+++ Data
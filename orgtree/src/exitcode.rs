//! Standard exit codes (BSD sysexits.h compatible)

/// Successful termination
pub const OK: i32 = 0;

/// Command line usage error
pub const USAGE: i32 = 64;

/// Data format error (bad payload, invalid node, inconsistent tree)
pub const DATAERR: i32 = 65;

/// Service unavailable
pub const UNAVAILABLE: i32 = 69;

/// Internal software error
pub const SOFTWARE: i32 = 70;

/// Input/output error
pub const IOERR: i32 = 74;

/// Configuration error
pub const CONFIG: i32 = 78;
++++++
+++ Data
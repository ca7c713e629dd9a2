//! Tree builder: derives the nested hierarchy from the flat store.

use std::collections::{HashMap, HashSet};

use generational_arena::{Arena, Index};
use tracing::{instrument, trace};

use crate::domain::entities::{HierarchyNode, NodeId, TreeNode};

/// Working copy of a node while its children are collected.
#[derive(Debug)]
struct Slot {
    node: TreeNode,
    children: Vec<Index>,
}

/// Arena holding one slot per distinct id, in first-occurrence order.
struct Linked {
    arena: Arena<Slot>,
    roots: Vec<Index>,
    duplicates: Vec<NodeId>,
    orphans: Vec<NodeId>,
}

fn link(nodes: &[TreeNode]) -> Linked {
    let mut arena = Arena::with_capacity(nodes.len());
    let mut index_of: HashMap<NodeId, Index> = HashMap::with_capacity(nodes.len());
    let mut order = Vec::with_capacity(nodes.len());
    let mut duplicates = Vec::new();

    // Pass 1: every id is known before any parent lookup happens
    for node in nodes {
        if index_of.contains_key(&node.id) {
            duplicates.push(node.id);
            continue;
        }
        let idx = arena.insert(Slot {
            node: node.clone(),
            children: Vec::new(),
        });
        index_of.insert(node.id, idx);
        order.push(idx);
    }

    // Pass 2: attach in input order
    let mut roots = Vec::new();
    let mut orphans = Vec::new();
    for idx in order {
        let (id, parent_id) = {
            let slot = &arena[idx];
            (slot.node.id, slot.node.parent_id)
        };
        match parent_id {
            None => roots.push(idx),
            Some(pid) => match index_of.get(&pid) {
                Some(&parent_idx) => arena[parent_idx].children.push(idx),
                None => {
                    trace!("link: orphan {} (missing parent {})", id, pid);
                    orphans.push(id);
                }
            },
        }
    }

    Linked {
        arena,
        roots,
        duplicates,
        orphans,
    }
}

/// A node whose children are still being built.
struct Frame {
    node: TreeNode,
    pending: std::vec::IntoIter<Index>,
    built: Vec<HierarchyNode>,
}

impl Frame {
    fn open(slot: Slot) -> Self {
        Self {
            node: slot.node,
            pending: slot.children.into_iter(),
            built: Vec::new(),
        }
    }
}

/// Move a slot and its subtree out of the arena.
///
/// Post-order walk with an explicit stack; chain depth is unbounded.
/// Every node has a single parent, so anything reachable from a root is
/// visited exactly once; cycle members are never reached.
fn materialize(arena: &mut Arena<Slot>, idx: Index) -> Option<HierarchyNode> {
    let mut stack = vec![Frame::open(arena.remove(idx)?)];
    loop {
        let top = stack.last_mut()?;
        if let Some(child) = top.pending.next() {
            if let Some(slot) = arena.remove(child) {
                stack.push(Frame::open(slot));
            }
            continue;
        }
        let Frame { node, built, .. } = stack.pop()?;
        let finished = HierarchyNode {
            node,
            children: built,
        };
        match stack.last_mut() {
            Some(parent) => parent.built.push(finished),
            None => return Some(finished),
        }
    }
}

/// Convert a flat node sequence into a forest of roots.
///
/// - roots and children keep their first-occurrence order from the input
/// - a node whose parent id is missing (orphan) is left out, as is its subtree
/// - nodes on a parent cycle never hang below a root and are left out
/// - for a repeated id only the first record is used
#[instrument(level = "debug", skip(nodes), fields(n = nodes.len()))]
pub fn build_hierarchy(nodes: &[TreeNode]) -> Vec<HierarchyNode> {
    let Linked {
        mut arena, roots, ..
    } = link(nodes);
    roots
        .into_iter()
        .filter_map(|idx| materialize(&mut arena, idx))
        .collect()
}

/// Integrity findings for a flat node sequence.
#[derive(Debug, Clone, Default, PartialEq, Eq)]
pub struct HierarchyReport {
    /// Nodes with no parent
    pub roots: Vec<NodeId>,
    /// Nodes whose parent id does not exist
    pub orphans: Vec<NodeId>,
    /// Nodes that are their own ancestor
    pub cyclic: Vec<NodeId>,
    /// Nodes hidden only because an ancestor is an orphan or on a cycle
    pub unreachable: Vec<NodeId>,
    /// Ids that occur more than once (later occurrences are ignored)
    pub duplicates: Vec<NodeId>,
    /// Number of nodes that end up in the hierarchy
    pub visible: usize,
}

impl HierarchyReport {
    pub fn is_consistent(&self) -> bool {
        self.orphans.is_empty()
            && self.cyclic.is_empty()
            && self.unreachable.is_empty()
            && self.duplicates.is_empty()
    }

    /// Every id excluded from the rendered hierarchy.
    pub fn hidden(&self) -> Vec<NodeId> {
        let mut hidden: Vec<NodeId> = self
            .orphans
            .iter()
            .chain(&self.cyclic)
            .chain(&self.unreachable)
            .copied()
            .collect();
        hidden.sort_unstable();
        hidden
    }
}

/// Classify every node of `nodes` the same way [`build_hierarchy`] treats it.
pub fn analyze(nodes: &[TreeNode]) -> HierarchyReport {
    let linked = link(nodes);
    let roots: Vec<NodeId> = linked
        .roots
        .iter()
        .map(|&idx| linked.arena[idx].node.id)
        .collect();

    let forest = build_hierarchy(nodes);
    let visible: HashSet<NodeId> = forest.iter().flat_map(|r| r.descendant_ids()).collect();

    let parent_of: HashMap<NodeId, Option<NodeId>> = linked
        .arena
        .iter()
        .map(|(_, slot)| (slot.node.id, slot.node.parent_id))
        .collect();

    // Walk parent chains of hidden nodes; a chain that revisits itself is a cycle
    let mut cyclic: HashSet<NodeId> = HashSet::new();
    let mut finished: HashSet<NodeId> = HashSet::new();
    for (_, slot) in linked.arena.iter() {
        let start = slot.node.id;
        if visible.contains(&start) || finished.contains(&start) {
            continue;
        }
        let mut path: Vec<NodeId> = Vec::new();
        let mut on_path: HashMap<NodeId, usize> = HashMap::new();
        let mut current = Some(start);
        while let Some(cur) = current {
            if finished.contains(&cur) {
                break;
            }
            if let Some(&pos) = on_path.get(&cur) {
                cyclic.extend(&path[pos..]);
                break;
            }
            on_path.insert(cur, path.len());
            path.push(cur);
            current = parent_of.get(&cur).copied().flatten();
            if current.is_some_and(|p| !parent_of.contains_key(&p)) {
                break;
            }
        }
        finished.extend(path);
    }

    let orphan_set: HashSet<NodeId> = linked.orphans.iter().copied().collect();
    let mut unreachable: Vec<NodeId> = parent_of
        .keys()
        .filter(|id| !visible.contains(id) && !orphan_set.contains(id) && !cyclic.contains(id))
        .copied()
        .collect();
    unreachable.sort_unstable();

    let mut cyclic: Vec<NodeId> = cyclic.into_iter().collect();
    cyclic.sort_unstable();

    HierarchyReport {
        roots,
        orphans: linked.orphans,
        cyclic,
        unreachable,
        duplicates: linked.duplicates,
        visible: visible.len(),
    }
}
++++++
+++ Data
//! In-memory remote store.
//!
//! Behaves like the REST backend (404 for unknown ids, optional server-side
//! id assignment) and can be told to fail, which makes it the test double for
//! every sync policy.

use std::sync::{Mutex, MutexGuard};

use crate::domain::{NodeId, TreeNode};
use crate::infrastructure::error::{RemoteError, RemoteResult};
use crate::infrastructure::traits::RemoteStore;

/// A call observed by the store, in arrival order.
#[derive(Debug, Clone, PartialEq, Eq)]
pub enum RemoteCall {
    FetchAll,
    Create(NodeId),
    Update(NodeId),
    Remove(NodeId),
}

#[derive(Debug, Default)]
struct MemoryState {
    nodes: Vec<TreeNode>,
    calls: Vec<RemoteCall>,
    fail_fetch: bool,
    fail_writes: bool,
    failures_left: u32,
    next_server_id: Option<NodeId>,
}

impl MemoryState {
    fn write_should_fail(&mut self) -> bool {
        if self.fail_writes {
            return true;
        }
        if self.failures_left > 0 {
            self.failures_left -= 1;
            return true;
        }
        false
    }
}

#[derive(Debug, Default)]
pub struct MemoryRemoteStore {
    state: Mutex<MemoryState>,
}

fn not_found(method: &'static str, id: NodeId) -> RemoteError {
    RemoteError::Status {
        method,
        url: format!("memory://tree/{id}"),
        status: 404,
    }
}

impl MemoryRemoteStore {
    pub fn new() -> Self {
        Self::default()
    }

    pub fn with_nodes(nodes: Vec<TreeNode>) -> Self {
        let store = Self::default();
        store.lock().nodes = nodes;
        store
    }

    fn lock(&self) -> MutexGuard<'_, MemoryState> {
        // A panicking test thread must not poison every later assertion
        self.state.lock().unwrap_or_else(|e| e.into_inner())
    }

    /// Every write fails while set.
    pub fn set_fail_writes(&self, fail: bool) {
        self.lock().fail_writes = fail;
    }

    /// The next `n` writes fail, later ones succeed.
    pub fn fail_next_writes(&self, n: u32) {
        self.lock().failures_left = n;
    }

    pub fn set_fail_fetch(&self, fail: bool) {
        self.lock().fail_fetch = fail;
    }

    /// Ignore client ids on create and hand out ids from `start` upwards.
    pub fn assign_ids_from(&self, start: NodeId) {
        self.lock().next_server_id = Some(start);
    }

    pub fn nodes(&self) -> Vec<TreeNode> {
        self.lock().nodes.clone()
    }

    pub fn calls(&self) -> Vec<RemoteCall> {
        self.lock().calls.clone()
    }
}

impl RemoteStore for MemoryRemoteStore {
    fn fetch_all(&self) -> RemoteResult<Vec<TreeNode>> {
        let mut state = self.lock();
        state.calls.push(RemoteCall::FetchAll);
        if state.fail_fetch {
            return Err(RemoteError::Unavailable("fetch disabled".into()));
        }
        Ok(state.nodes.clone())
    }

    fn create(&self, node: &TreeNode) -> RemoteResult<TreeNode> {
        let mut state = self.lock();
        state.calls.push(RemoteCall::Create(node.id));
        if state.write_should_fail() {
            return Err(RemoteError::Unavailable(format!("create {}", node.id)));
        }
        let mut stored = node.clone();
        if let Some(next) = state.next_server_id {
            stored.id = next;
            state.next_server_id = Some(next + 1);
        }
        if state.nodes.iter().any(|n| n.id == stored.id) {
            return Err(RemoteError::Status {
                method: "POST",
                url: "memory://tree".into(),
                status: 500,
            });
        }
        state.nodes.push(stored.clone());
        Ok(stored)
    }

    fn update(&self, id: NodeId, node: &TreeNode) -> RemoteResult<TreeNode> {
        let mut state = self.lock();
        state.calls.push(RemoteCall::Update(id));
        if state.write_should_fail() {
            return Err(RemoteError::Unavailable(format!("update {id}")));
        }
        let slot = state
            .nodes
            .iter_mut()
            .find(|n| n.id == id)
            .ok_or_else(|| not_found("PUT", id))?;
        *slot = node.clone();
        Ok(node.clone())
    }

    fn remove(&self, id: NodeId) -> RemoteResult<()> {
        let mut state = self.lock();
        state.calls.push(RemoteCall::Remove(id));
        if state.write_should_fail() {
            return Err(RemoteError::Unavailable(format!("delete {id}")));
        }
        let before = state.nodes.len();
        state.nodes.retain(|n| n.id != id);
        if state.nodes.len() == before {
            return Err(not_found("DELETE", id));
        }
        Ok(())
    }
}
++++++
◆ Problem details ◆
Could you reproduce, exactly, every line above from the line with "filename orgtree/src/exitcode.rs" to the line with "pub const CONFIG: i32 = 78;", and no other line? Both ends count.

◆ Solved problem ◆
filename orgtree/src/exitcode.rs
//! Standard exit codes (BSD sysexits.h compatible)

/// Successful termination
pub const OK: i32 = 0;

/// Command line usage error
pub const USAGE: i32 = 64;

/// Data format error (bad payload, invalid node, inconsistent tree)
pub const DATAERR: i32 = 65;

/// Service unavailable
pub const UNAVAILABLE: i32 = 69;

/// Internal software error
pub const SOFTWARE: i32 = 70;

/// Input/output error
pub const IOERR: i32 = 74;

/// Configuration error
pub const CONFIG: i32 = 78;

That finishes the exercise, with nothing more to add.